Talia and Kylie asked, "How about Charro? She was Xavier Cugat's wife." Darby pointed out that Charro had gotten her 10-year marriage to Xavier Cugat annulled, and then asked to have the 10 years removed from her age on the grounds that those ten years didn't exist and so shouldn't be added to her age. Someone else said that she's still going, that she's a very good flamenco dancer.

"Tiny Tim, for thirty years, has been doing his 'Tiptoe throught the Tulips' song. He's stuck, a creation of the Flyer's Mind. It's the Flyer's Mind that tells us what's going to be popular.

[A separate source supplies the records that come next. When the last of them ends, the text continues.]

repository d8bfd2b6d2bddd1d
// src/domain/blog/timeline.rs
use crate::domain::blog::feedback::FeedbackEvent;
use crate::domain::blog::version::Version;

/// A version paired with the feedback recorded while it was the current one.
#[derive(Debug, Clone)]
pub struct TimelineEntry {
    pub version: Version,
    pub feedback: Vec<FeedbackEvent>,
}

/// Rebuild the conversation timeline for a blog.
///
/// `versions` must be sorted newest-first. Each version owns the half-open
/// attribution window `(own created_at, next newer created_at]`; the newest
/// version has no upper bound. Every feedback event is attributed to the
/// first window (scanning newest to oldest) containing its timestamp.
/// Events older than the oldest version, or matching no window, clamp to the
/// oldest version so nothing is silently dropped.
///
/// Pure and deterministic: the output has one entry per version, every event
/// appears under exactly one entry, and attributed events are ordered by
/// timestamp ascending with ties keeping input order.
pub fn reconcile(versions: &[Version], feedback: &[FeedbackEvent]) -> Vec<TimelineEntry> {
    if versions.is_empty() {
        return Vec::new();
    }

    let mut buckets: Vec<Vec<FeedbackEvent>> = vec![Vec::new(); versions.len()];
    let oldest = versions.len() - 1;

    for event in feedback {
        let slot = attribute_index(versions, event).unwrap_or(oldest);
        buckets[slot].push(event.clone());
    }

    versions
        .iter()
        .zip(buckets)
        .map(|(version, mut events)| {
            // stable: ties keep input order
            events.sort_by_key(|e| e.created_at);
            TimelineEntry {
                version: version.clone(),
                feedback: events,
            }
        })
        .collect()
}

fn attribute_index(versions: &[Version], event: &FeedbackEvent) -> Option<usize> {
    versions.iter().enumerate().position(|(i, version)| {
        let after_lower = event.created_at > version.created_at;
        let within_upper = i == 0 || event.created_at <= versions[i - 1].created_at;
        after_lower && within_upper
    })
}

#[cfg(test)]
mod tests {
    use super::*;
    use crate::domain::blog::value_objects::{BlogId, FeedbackId, VersionId};
    use crate::domain::blog::feedback::FeedbackPolarity;
    use chrono::{DateTime, TimeZone, Utc};

    fn at(secs: i64) -> DateTime<Utc> {
        Utc.timestamp_opt(secs, 0).unwrap()
    }

    fn version(blog_id: BlogId, secs: i64, content: &str) -> Version {
        Version {
            id: VersionId::generate(),
            blog_id,
            content: content.to_string(),
            user_prompt: None,
            ai_response: None,
            feedback_text: None,
            created_at: at(secs),
        }
    }

    fn event(blog_id: BlogId, secs: i64, content: &str) -> FeedbackEvent {
        FeedbackEvent {
            id: FeedbackId::generate(),
            blog_id,
            content: content.to_string(),
            polarity: FeedbackPolarity::Negative,
            created_at: at(secs),
        }
    }

    fn contents(entry: &TimelineEntry) -> Vec<&str> {
        entry.feedback.iter().map(|e| e.content.as_str()).collect()
    }

    #[test]
    fn attributes_feedback_to_enclosing_window() {
        let blog = BlogId::generate();
        let versions = vec![
            version(blog, 300, "v3"),
            version(blog, 200, "v2"),
            version(blog, 100, "v1"),
        ];
        let feedback = vec![event(blog, 250, "fix"), event(blog, 150, "nice")];

        let timeline = reconcile(&versions, &feedback);

        assert_eq!(timeline.len(), 3);
        assert_eq!(contents(&timeline[0]), vec!["fix"]);
        assert_eq!(contents(&timeline[1]), vec!["nice"]);
        assert!(timeline[2].feedback.is_empty());
    }

    #[test]
    fn newest_version_absorbs_later_feedback_unbounded() {
        let blog = BlogId::generate();
        let versions = vec![version(blog, 300, "v2"), version(blog, 100, "v1")];
        let feedback = vec![event(blog, 10_000, "late")];

        let timeline = reconcile(&versions, &feedback);
        assert_eq!(contents(&timeline[0]), vec!["late"]);
    }

    #[test]
    fn feedback_older_than_oldest_version_clamps_to_oldest() {
        let blog = BlogId::generate();
        let versions = vec![version(blog, 300, "v2"), version(blog, 100, "v1")];
        let feedback = vec![event(blog, 50, "early")];

        let timeline = reconcile(&versions, &feedback);
        assert!(timeline[0].feedback.is_empty());
        assert_eq!(contents(&timeline[1]), vec!["early"]);
    }

    #[test]
    fn boundary_timestamp_belongs_to_the_older_window() {
        let blog = BlogId::generate();
        let versions = vec![version(blog, 300, "v2"), version(blog, 100, "v1")];
        // exactly at the newer version's creation instant: still inside the
        // older version's (100, 300] window
        let feedback = vec![event(blog, 300, "boundary")];

        let timeline = reconcile(&versions, &feedback);
        assert!(timeline[0].feedback.is_empty());
        assert_eq!(contents(&timeline[1]), vec!["boundary"]);
    }

    #[test]
    fn no_event_is_dropped_or_duplicated() {
        let blog = BlogId::generate();
        let versions = vec![
            version(blog, 400, "v4"),
            version(blog, 300, "v3"),
            version(blog, 200, "v2"),
            version(blog, 100, "v1"),
        ];
        let feedback = vec![
            event(blog, 50, "a"),
            event(blog, 150, "b"),
            event(blog, 250, "c"),
            event(blog, 350, "d"),
            event(blog, 450, "e"),
        ];

        let timeline = reconcile(&versions, &feedback);
        let total: usize = timeline.iter().map(|t| t.feedback.len()).sum();
        assert_eq!(timeline.len(), versions.len());
        assert_eq!(total, feedback.len());
    }

    #[test]
    fn empty_feedback_yields_empty_buckets() {
        let blog = BlogId::generate();
        let versions = vec![version(blog, 200, "v2"), version(blog, 100, "v1")];

        let timeline = reconcile(&versions, &[]);
        assert_eq!(timeline.len(), 2);
        assert!(timeline.iter().all(|t| t.feedback.is_empty()));
    }

    #[test]
    fn empty_version_list_yields_empty_timeline() {
        let blog = BlogId::generate();
        let feedback = vec![event(blog, 100, "orphan")];
        assert!(reconcile(&[], &feedback).is_empty());
    }

    #[test]
    fn tie_timestamps_keep_input_order_deterministically() {
        let blog = BlogId::generate();
        let versions = vec![version(blog, 100, "v1")];
        let feedback = vec![
            event(blog, 200, "first"),
            event(blog, 200, "second"),
            event(blog, 150, "earliest"),
        ];

        let first = reconcile(&versions, &feedback);
        let second = reconcile(&versions, &feedback);

        assert_eq!(contents(&first[0]), vec!["earliest", "first", "second"]);
        assert_eq!(contents(&first[0]), contents(&second[0]));
    }

    #[test]
    fn attributed_feedback_is_ordered_by_timestamp_ascending() {
        let blog = BlogId::generate();
        let versions = vec![version(blog, 100, "v1")];
        let feedback = vec![
            event(blog, 500, "late"),
            event(blog, 200, "early"),
            event(blog, 300, "middle"),
        ];

        let timeline = reconcile(&versions, &feedback);
        assert_eq!(contents(&timeline[0]), vec!["early", "middle", "late"]);
    }
}
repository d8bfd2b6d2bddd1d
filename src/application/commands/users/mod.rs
pub mod register;
pub mod service;

pub use register::RegisterUserCommand;
pub use service::UserCommandService;
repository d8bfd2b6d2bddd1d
use std::{net::SocketAddr, sync::Arc};

use anyhow::Result;
use axum::{ServiceExt, body::Body};
use tokio::signal;
use tracing_subscriber::{layer::SubscriberExt, util::SubscriberInitExt};

use draftforge::application::{
    ports::{generation::ContentGenerator, time::Clock},
    services::ApplicationServices,
};
use draftforge::config::AppConfig;
use draftforge::domain::{
    blog::{BlogReadRepository, BlogWriteRepository, FeedbackRepository, VersionRepository},
    user::UserRepository,
};
use draftforge::infrastructure::{
    database,
    generation::OpenAiCompatGenerator,
    repositories::{
        PostgresBlogReadRepository, PostgresBlogWriteRepository, PostgresFeedbackRepository,
        PostgresUserRepository, PostgresVersionRepository,
    },
    time::SystemClock,
};
use draftforge::presentation::http::{routes::build_router, state::HttpState};

#[tokio::main]
async fn main() {
    if let Err(err) = bootstrap().await {
        tracing::error!(error = %err, "fatal error");
        eprintln!("fatal error: {err}");
        std::process::exit(1);
    }
}

async fn bootstrap() -> Result<()> {
    dotenvy::dotenv().ok();
    init_tracing();

    let config = AppConfig::from_env()?;

    let pool = database::init_pool(config.database_url()).await?;
    database::run_migrations(&pool).await?;

    let user_repo: Arc<dyn UserRepository> = Arc::new(PostgresUserRepository::new(pool.clone()));
    let blog_write_repo: Arc<dyn BlogWriteRepository> =
        Arc::new(PostgresBlogWriteRepository::new(pool.clone()));
    let blog_read_repo: Arc<dyn BlogReadRepository> =
        Arc::new(PostgresBlogReadRepository::new(pool.clone()));
    let version_repo: Arc<dyn VersionRepository> =
        Arc::new(PostgresVersionRepository::new(pool.clone()));
    let feedback_repo: Arc<dyn FeedbackRepository> =
        Arc::new(PostgresFeedbackRepository::new(pool.clone()));

    let generator: Arc<dyn ContentGenerator> = Arc::new(OpenAiCompatGenerator::new(
        config.generation_api_key(),
        config.generation_base_url(),
        config.generation_model(),
    )?);
    let clock: Arc<dyn Clock> = Arc::new(SystemClock);

    let services = Arc::new(ApplicationServices::new(
        user_repo,
        blog_write_repo,
        blog_read_repo,
        version_repo,
        feedback_repo,
        generator,
        clock,
    ));

    let state = HttpState { services };

    let app = build_router(state, config.allowed_origins());
    let service = app.into_service::<Body>().into_make_service();

    let listener = tokio::net::TcpListener::bind(config.listen_addr()).await?;
    let address: SocketAddr = listener.local_addr()?;
    tracing::info!("listening on {address}");

    axum::serve(listener, service)
        .with_graceful_shutdown(shutdown_signal())
        .await?;

    Ok(())
}

fn init_tracing() {
    let env_filter = std::env::var("RUST_LOG")
        .ok()
        .unwrap_or_else(|| "info,tower_http=info,sqlx=warn".to_string());

    let subscriber = tracing_subscriber::registry()
        .with(tracing_subscriber::EnvFilter::new(env_filter))
        .with(tracing_subscriber::fmt::layer());

    if subscriber.try_init().is_err() {
        tracing::warn!("tracing subscriber already initialised");
    }
}

async fn shutdown_signal() {
    let ctrl_c = async {
        signal::ctrl_c()
            .await
            .expect("failed to install CTRL+C handler");
    };

    #[cfg(unix)]
    let terminate = async {
        signal::unix::signal(signal::unix::SignalKind::terminate())
            .expect("failed to install terminate handler")
            .recv()
            .await;
    };

    #[cfg(not(unix))]
    let terminate = std::future::pending::<()>();

    tokio::select! {
        _ = ctrl_c => {}
        _ = terminate => {}
    }
    tracing::info!("shutdown signal received");
}
use std::fmt;
use uuid::Uuid;

use crate::domain::errors::{DomainError, DomainResult};

#[derive(Debug, Clone, Copy, PartialEq, Eq, Hash)]
pub struct UserId(Uuid);

impl UserId {
    pub fn new(id: Uuid) -> Self {
        Self(id)
    }

    pub fn generate() -> Self {
        Self(Uuid::new_v4())
    }

    pub fn as_uuid(&self) -> Uuid {
        self.0
    }
}

impl From<UserId> for Uuid {
    fn from(value: UserId) -> Self {
        value.0
    }
}

impl fmt::Display for UserId {
    fn fmt(&self, f: &mut fmt::Formatter<'_>) -> fmt::Result {
        self.0.fmt(f)
    }
}

#[derive(Debug, Clone, PartialEq, Eq)]
pub struct DisplayName(String);

impl DisplayName {
    pub fn new(value: impl Into<String>) -> DomainResult<Self> {
        let value = value.into();
        if value.trim().is_empty() {
            return Err(DomainError::Validation(
                "display name cannot be empty".into(),
            ));
        }
        Ok(Self(value))
    }

    pub fn as_str(&self) -> &str {
        &self.0
    }
}

impl fmt::Display for DisplayName {
    fn fmt(&self, f: &mut fmt::Formatter<'_>) -> fmt::Result {
        f.write_str(&self.0)
    }
}

impl From<DisplayName> for String {
    fn from(value: DisplayName) -> Self {
        value.0
    }
}
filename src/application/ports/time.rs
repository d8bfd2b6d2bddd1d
// src/application/ports/time.rs
use chrono::{DateTime, Utc};

pub trait Clock: Send + Sync {
    fn now(&self) -> DateTime<Utc>;
}
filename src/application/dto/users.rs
use chrono::{DateTime, Utc};
use serde::{Deserialize, Serialize};
use utoipa::ToSchema;
use uuid::Uuid;

use crate::domain::user::User;

#[derive(Debug, Clone, Serialize, Deserialize, ToSchema)]
pub struct UserDto {
    pub id: Uuid,
    pub display_name: String,
    pub created_at: DateTime<Utc>,
}

impl From<User> for UserDto {
    fn from(user: User) -> Self {
        Self {
            id: user.id.into(),
            display_name: user.display_name.into(),
            created_at: user.created_at,
        }
    }
}
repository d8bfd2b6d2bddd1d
// src/presentation/http/controllers/generate.rs
use crate::application::commands::blogs::GenerateDraftCommand;
use crate::domain::blog::BlogId;
use crate::domain::user::UserId;
use crate::presentation::http::error::status_for;
use crate::presentation::http::state::HttpState;
use axum::{
    Extension, Json,
    http::StatusCode,
    response::{IntoResponse, Response},
};
use serde::{Deserialize, Serialize};
use utoipa::ToSchema;
use uuid::Uuid;

#[derive(Debug, Deserialize, ToSchema)]
pub struct GenerateRequest {
    #[serde(default)]
    pub user_id: Option<Uuid>,
    #[serde(default)]
    pub topic: Option<String>,
    #[serde(default)]
    pub content: Option<String>,
    #[serde(default)]
    pub feedback: Option<String>,
    #[serde(default)]
    pub blog_id: Option<Uuid>,
}

/// Success carries the generated text and `error: null`; failures carry an
/// empty `content` and the upstream message, mirroring what the client shows
/// inline.
#[derive(Debug, Serialize, Deserialize, ToSchema)]
pub struct GenerateResponse {
    pub content: String,
    pub error: Option<String>,
}

#[utoipa::path(
    post,
    path = "/api/v1/generate",
    request_body = GenerateRequest,
    responses(
        (status = 200, description = "Generated draft.", body = GenerateResponse),
        (status = 400, description = "Missing user id or topic.", body = GenerateResponse),
        (status = 404, description = "Owner does not exist.", body = GenerateResponse),
        (status = 500, description = "Generation or persistence failure.", body = GenerateResponse)
    ),
    tag = "Generation"
)]
pub async fn generate(
    Extension(state): Extension<HttpState>,
    Json(payload): Json<GenerateRequest>,
) -> Response {
    let Some(user_id) = payload.user_id else {
        let body = GenerateResponse {
            content: String::new(),
            error: Some("user id is required".into()),
        };
        return (StatusCode::BAD_REQUEST, Json(body)).into_response();
    };

    let command = GenerateDraftCommand {
        user_id: UserId::new(user_id),
        topic: payload.topic,
        content: payload.content,
        feedback: payload.feedback,
        blog_id: payload.blog_id.map(BlogId::new),
    };

    match state.services.blog_commands.generate_draft(command).await {
        Ok(content) => {
            let body = GenerateResponse {
                content,
                error: None,
            };
            (StatusCode::OK, Json(body)).into_response()
        }
        Err(err) => {
            tracing::error!(error = %err, %user_id, "draft generation failed");
            let body = GenerateResponse {
                content: String::new(),
                error: Some(err.to_string()),
            };
            (status_for(&err), Json(body)).into_response()
        }
    }
}
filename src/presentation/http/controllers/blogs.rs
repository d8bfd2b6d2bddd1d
// src/presentation/http/controllers/blogs.rs
use crate::application::{
    dto::{BlogWithHistoryDto, TimelineEntryDto},
    queries::blogs::{BlogTimelineQuery, ListBlogsQuery},
};
use crate::domain::blog::BlogId;
use crate::domain::user::UserId;
use crate::presentation::http::error::{HttpResult, IntoHttpResult, status_for};
use crate::presentation::http::state::HttpState;
use axum::{
    Extension, Json,
    extract::{Path, Query},
    http::StatusCode,
    response::{IntoResponse, Response},
};
use serde::{Deserialize, Serialize};
use utoipa::ToSchema;
use uuid::Uuid;

#[derive(Debug, Deserialize)]
pub struct BlogListParams {
    #[serde(default)]
    pub user_id: Option<Uuid>,
}

/// List response always carries a `blogs` array so the client can render
/// without branching; failures add an `error` string beside the empty list.
#[derive(Debug, Serialize, Deserialize, ToSchema)]
pub struct BlogListResponse {
    pub blogs: Vec<BlogWithHistoryDto>,
    #[serde(skip_serializing_if = "Option::is_none")]
    pub error: Option<String>,
}

#[utoipa::path(
    get,
    path = "/api/v1/blogs",
    params(("user_id" = Uuid, Query, description = "Owner of the blogs to list.")),
    responses(
        (status = 200, description = "Blogs for the user, newest-first.", body = BlogListResponse),
        (status = 400, description = "Missing user id.", body = BlogListResponse),
        (status = 500, description = "Persistence failure.", body = BlogListResponse)
    ),
    tag = "Blogs"
)]
pub async fn list_blogs(
    Extension(state): Extension<HttpState>,
    Query(params): Query<BlogListParams>,
) -> Response {
    let Some(user_id) = params.user_id else {
        let body = BlogListResponse {
            blogs: Vec::new(),
            error: Some("user id is required".into()),
        };
        return (StatusCode::BAD_REQUEST, Json(body)).into_response();
    };

    let result = state
        .services
        .blog_queries
        .list_blogs(ListBlogsQuery {
            user_id: UserId::new(user_id),
        })
        .await;

    match result {
        Ok(blogs) => (StatusCode::OK, Json(BlogListResponse { blogs, error: None })).into_response(),
        Err(err) => {
            tracing::error!(error = %err, %user_id, "failed to list blogs");
            let body = BlogListResponse {
                blogs: Vec::new(),
                error: Some(err.to_string()),
            };
            (status_for(&err), Json(body)).into_response()
        }
    }
}

#[derive(Debug, Serialize, Deserialize, ToSchema)]
pub struct TimelineResponse {
    pub entries: Vec<TimelineEntryDto>,
}

#[utoipa::path(
    get,
    path = "/api/v1/blogs/{id}/timeline",
    params(("id" = Uuid, Path, description = "Blog identifier.")),
    responses(
        (status = 200, description = "Reconciled version/feedback timeline.", body = TimelineResponse),
        (status = 404, description = "Blog not found.")
    ),
    tag = "Blogs"
)]
pub async fn blog_timeline(
    Extension(state): Extension<HttpState>,
    Path(id): Path<Uuid>,
) -> HttpResult<Json<TimelineResponse>> {
    state
        .services
        .blog_queries
        .blog_timeline(BlogTimelineQuery {
            blog_id: BlogId::new(id),
        })
        .await
        .into_http()
        .map(|entries| Json(TimelineResponse { entries }))
}
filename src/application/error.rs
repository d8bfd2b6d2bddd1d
// src/application/error.rs
use crate::domain::errors::DomainError;
use thiserror::Error;

pub type ApplicationResult<T> = Result<T, ApplicationError>;

#[derive(Debug, Error)]
pub enum ApplicationError {
    #[error(transparent)]
    Domain(#[from] DomainError),

    #[error("validation error: {0}")]
    Validation(String),

    #[error("resource not found: {0}")]
    NotFound(String),

    #[error("generation failed: {0}")]
    Upstream(String),

    #[error("infrastructure failure: {0}")]
    Infrastructure(String),
}

impl ApplicationError {
    pub fn validation(msg: impl Into<String>) -> Self {
        Self::Validation(msg.into())
    }

    pub fn not_found(msg: impl Into<String>) -> Self {
        Self::NotFound(msg.into())
    }

    pub fn upstream(msg: impl Into<String>) -> Self {
        Self::Upstream(msg.into())
    }

    pub fn infrastructure(msg: impl Into<String>) -> Self {
        Self::Infrastructure(msg.into())
    }
}
// src/application/commands/blogs/service.rs
use std::sync::Arc;

use crate::application::ports::generation::ContentGenerator;
use crate::application::ports::time::Clock;
use crate::domain::blog::{
    BlogReadRepository, BlogWriteRepository, FeedbackRepository, VersionRepository,
};
use crate::domain::user::UserRepository;

pub struct BlogCommandService {
    pub(super) blog_write_repo: Arc<dyn BlogWriteRepository>,
    pub(super) blog_read_repo: Arc<dyn BlogReadRepository>,
    pub(super) version_repo: Arc<dyn VersionRepository>,
    pub(super) feedback_repo: Arc<dyn FeedbackRepository>,
    pub(super) user_repo: Arc<dyn UserRepository>,
    pub(super) generator: Arc<dyn ContentGenerator>,
    pub(super) clock: Arc<dyn Clock>,
}

impl BlogCommandService {
    pub fn new(
        blog_write_repo: Arc<dyn BlogWriteRepository>,
        blog_read_repo: Arc<dyn BlogReadRepository>,
        version_repo: Arc<dyn VersionRepository>,
        feedback_repo: Arc<dyn FeedbackRepository>,
        user_repo: Arc<dyn UserRepository>,
        generator: Arc<dyn ContentGenerator>,
        clock: Arc<dyn Clock>,
    ) -> Self {
        Self {
            blog_write_repo,
            blog_read_repo,
            version_repo,
            feedback_repo,
            user_repo,
            generator,
            clock,
        }
    }
}
// src/domain/errors.rs
use thiserror::Error;

pub type DomainResult<T> = Result<T, DomainError>;

#[derive(Debug, Error)]
pub enum DomainError {
    #[error("validation error: {0}")]
    Validation(String),
    #[error("conflict: {0}")]
    Conflict(String),
    #[error("not found: {0}")]
    NotFound(String),
    #[error("persistence error: {0}")]
    Persistence(String),
}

"Tom Cruise is someone who has no presence." He imitated him talking to Gene Hackman, with a lisp, devoid of personality. "Gene Hackman has presence. Somebody who really has presence is Powers Booth, but he did the T.V. movie about Jim Jones, and he's dropped out of sight." Someone mentioned that he had also recently appeared as a villain, and was very good, in another movie no one had seen.

"I saw the filming of . . ." Lorenzo interrupted him and told him it had been on T.V. the night before-- "A Walk in the Spring Rain," with Ingrid Bergman and Anthony Quinn playing middle aged lovers. Castaneda had seen the filming, or people leaving, saying it was the best thing they'd ever seen.

"I thought it was going to be something special but it turned out to be a joke. Anthony Quinn? What were they thinking? The producer, fortunately, was no dummy and he tested it out in the Valley--showed it at a sneak preview in Tarzana or something. He wasn't dumb enough to show it in Westwood. And people were laughing at Anthony Quinn in these love scenes. So they never released the film.

"Ingrid Bergman was this huge, huge Swedish actress. Of course, anyone bigger than me is large in my opinion. She and Anthony Quinn are both these solid, massive characters. 'Love Story,' that silly movie by that Harvard professor," (Darby interjected "Erich Segal"), "that was shlocky, but at least people could like the characters in it, they were young. Here were these old, massive farts. How could you care about them?"